• **ACTIVITY**
Will you return, word for word, only the lines from the top of the data below down to and including the one with "pub fn expose(&self)"?

• **MATERIAL PROVIDED**
——

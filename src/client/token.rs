//! Access-token lifetime state and the client-credentials refresh.

// crates.io
use oauth2::{
	AuthType, ClientId, ClientSecret, EndpointNotSet, EndpointSet, HttpClientError,
	RequestTokenError, Scope, TokenResponse, TokenUrl,
	basic::{BasicClient, BasicErrorResponse, BasicErrorResponseType, BasicRequestTokenError},
};
// self
use crate::{
	_prelude::*,
	client::{ClientAuthMethod, ClientConfig},
	error::{ConfigError, TransientError, TransportError},
	http::{ReqwestHttpClient, ResponseMetadata, ResponseMetadataSlot},
};

type TokenEndpointClient =
	BasicClient<EndpointNotSet, EndpointNotSet, EndpointNotSet, EndpointNotSet, EndpointSet>;

/// Redacted token secret wrapper keeping sensitive material out of logs.
#[derive(Clone, PartialEq, Eq)]
pub struct TokenSecret(String);
impl TokenSecret {
	/// Wraps a new secret string.
	pub fn new(value: impl Into<String>) -> Self {
		Self(value.into())
	}

	/// Returns the inner token value. Callers must avoid logging this string.
	pub fn expose(&self) -> &str {
		&self.0
	}
}
impl Debug for TokenSecret {
	fn fmt(&self, f: &mut Formatter) -> FmtResult {
		f.debug_tuple("TokenSecret").field(&"<redacted>").finish()
	}
}
impl Display for TokenSecret {
	fn fmt(&self, f: &mut Formatter) -> FmtResult {
		f.write_str("<redacted>")
	}
}

/// Cached access token plus its expiry, if known.
#[derive(Clone, Debug, Default)]
pub struct TokenState {
	/// Bearer token attached to API calls.
	pub access_token: Option<TokenSecret>,
	/// Expiry instant; `None` means the token is treated as long-lived.
	pub expires_at: Option<OffsetDateTime>,
}
impl TokenState {
	/// State holding `token` with an optional expiry.
	pub fn new(token: TokenSecret, expires_at: Option<OffsetDateTime>) -> Self {
		Self { access_token: Some(token), expires_at }
	}

	/// Returns `true` when the next call has to refresh first: no token is cached, or it has
	/// strictly less than `threshold` left at `now`.
	pub fn needs_refresh(&self, now: OffsetDateTime, threshold: Duration) -> bool {
		if self.access_token.is_none() {
			return true;
		}

		match self.expires_at {
			Some(expires_at) => expires_at - now < threshold,
			None => false,
		}
	}
}

/// Client-credentials grant against the configured token endpoint.
pub(crate) struct TokenRefresher {
	oauth_client: TokenEndpointClient,
	scopes: Vec<String>,
}
impl TokenRefresher {
	pub(crate) fn from_config(config: &ClientConfig) -> Self {
		let mut oauth_client = BasicClient::new(ClientId::new(config.client_id.clone()))
			.set_token_uri(TokenUrl::from_url(config.token_url.clone()));

		if let Some(secret) = config.client_secret.as_ref() {
			oauth_client = oauth_client.set_client_secret(ClientSecret::new(secret.clone()));
		}
		if matches!(config.client_auth, ClientAuthMethod::ClientSecretPost) {
			oauth_client = oauth_client.set_auth_type(AuthType::RequestBody);
		}

		Self { oauth_client, scopes: config.scopes.clone() }
	}

	/// Requests a new access token; the expiry is anchored at `now`.
	pub(crate) async fn fetch(
		&self,
		http: &ReqwestHttpClient,
		now: OffsetDateTime,
	) -> Result<TokenState> {
		let meta = ResponseMetadataSlot::default();
		let instrumented = http.instrumented(meta.clone());
		let mut request = self.oauth_client.exchange_client_credentials();

		for scope in &self.scopes {
			request = request.add_scope(Scope::new(scope.clone()));
		}

		let response = request
			.request_async(&instrumented)
			.await
			.map_err(|err| map_request_error(meta.take(), err))?;
		let expires_in = response.expires_in().ok_or(ConfigError::MissingExpiresIn)?.as_secs();
		let expires_in = i64::try_from(expires_in).map_err(|_| ConfigError::ExpiresInOutOfRange)?;

		if expires_in <= 0 {
			return Err(ConfigError::NonPositiveExpiresIn.into());
		}

		Ok(TokenState::new(
			TokenSecret::new(response.access_token().secret().to_owned()),
			Some(now + Duration::seconds(expires_in)),
		))
	}
}
impl Debug for TokenRefresher {
	fn fmt(&self, f: &mut Formatter) -> FmtResult {
		f.debug_struct("TokenRefresher").field("scopes", &self.scopes).finish()
	}
}

fn map_request_error(
	meta: Option<ResponseMetadata>,
	err: BasicRequestTokenError<HttpClientError<ReqwestError>>,
) -> Error {
	let meta = meta.as_ref();

	match err {
		RequestTokenError::ServerResponse(response) => map_server_response_error(response, meta),
		RequestTokenError::Request(error) => map_transport_error(error, meta),
		RequestTokenError::Parse(source, _body) =>
			TransientError::TokenResponseParse { source, status: meta_status(meta) }.into(),
		RequestTokenError::Other(message) => transient(message, meta),
	}
}

fn map_server_response_error(response: BasicErrorResponse, meta: Option<&ResponseMetadata>) -> Error {
	let reason = match response.error_description() {
		Some(description) => format!("{}: {description}", response.error().as_ref()),
		None => response.error().as_ref().to_owned(),
	};

	match response.error() {
		BasicErrorResponseType::InvalidClient => Error::InvalidClient { reason },
		BasicErrorResponseType::InvalidGrant | BasicErrorResponseType::UnauthorizedClient =>
			Error::InvalidGrant { reason },
		_ => transient(format!("OAuth error {reason}"), meta),
	}
}

fn map_transport_error(err: HttpClientError<ReqwestError>, meta: Option<&ResponseMetadata>) -> Error {
	match err {
		HttpClientError::Reqwest(inner) if inner.is_timeout() =>
			transient("request timed out", meta),
		HttpClientError::Reqwest(inner) if inner.is_builder() => ConfigError::from(*inner).into(),
		HttpClientError::Reqwest(inner) => TransportError::from(*inner).into(),
		HttpClientError::Http(inner) => ConfigError::from(inner).into(),
		HttpClientError::Io(inner) => TransportError::Io(inner).into(),
		HttpClientError::Other(message) => transient(message, meta),
		_ => transient("unknown HTTP client error", meta),
	}
}

fn transient(message: impl Into<String>, meta: Option<&ResponseMetadata>) -> Error {
	TransientError::TokenEndpoint {
		message: message.into(),
		status: meta_status(meta),
		retry_after: meta.and_then(|value| value.retry_after),
	}
	.into()
}

fn meta_status(meta: Option<&ResponseMetadata>) -> Option<u16> {
	meta.and_then(|value| value.status)
}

——

• **TASK SOLUTION**
filename src/client/token.rs
//! Access-token lifetime state and the client-credentials refresh.

// crates.io
use oauth2::{
	AuthType, ClientId, ClientSecret, EndpointNotSet, EndpointSet, HttpClientError,
	RequestTokenError, Scope, TokenResponse, TokenUrl,
	basic::{BasicClient, BasicErrorResponse, BasicErrorResponseType, BasicRequestTokenError},
};
// self
use crate::{
	_prelude::*,
	client::{ClientAuthMethod, ClientConfig},
	error::{ConfigError, TransientError, TransportError},
	http::{ReqwestHttpClient, ResponseMetadata, ResponseMetadataSlot},
};

type TokenEndpointClient =
	BasicClient<EndpointNotSet, EndpointNotSet, EndpointNotSet, EndpointNotSet, EndpointSet>;

/// Redacted token secret wrapper keeping sensitive material out of logs.
#[derive(Clone, PartialEq, Eq)]
pub struct TokenSecret(String);
impl TokenSecret {
	/// Wraps a new secret string.
	pub fn new(value: impl Into<String>) -> Self {
		Self(value.into())
	}

	/// Returns the inner token value. Callers must avoid logging this string.
	pub fn expose(&self) -> &str {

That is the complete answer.